___ SUPPLIED RECORDS ___
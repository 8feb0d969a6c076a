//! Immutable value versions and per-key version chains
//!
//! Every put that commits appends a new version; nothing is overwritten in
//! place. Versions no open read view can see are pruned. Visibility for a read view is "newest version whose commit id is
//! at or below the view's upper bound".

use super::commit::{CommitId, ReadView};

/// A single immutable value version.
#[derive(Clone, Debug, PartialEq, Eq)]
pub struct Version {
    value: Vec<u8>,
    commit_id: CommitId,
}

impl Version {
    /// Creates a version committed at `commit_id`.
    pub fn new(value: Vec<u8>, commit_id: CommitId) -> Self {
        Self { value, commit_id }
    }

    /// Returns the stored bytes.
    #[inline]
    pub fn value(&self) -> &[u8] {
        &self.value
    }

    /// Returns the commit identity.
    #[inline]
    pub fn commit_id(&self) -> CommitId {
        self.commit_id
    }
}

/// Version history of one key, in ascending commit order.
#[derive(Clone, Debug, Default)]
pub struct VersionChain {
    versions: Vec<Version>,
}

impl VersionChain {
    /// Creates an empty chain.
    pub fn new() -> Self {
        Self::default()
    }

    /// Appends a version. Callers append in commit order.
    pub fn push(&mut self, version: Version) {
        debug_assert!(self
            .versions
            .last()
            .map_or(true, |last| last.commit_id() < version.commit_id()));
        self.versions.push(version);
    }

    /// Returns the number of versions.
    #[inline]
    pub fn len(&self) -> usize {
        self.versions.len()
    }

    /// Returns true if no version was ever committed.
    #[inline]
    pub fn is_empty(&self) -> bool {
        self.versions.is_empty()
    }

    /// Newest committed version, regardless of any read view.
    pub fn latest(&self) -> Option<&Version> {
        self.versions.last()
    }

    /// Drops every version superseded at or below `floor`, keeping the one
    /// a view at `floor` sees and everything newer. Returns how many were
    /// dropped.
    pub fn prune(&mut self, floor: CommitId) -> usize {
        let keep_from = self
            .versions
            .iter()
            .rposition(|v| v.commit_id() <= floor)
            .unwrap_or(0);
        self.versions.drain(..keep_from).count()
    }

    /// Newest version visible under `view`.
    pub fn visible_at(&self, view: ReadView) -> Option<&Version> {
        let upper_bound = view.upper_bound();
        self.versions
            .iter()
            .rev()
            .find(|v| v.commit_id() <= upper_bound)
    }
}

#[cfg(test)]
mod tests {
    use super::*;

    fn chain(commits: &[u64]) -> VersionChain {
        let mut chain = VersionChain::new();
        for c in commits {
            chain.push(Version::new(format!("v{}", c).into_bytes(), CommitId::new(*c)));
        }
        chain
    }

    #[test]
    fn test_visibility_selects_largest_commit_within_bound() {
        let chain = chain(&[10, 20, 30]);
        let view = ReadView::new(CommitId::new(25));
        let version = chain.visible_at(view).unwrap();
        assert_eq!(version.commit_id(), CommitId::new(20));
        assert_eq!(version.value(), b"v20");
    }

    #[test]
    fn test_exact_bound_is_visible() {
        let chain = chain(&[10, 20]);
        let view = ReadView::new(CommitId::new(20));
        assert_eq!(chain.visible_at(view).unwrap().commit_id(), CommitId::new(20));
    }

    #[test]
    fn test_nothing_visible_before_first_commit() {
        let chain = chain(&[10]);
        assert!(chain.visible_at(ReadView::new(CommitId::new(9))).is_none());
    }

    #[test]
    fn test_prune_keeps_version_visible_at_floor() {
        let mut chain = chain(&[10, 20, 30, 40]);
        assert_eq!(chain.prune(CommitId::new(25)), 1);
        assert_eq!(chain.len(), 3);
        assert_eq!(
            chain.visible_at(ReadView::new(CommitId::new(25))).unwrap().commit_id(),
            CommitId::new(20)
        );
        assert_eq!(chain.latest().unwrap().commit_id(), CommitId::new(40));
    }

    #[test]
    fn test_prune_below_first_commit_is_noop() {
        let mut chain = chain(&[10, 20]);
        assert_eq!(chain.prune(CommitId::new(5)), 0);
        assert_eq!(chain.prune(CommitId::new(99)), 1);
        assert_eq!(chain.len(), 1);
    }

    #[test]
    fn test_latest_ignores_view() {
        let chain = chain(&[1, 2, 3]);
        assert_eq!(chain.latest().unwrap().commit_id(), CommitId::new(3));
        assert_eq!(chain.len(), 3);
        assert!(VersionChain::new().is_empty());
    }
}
___
TASK GOAL: What lines in the entries contain "VersionChain"? Report each one by copying it.

OUTPUT FOR THIS TASK:
pub struct VersionChain {
impl VersionChain {
    fn chain(commits: &[u64]) -> VersionChain {
        let mut chain = VersionChain::new();
        assert!(VersionChain::new().is_empty());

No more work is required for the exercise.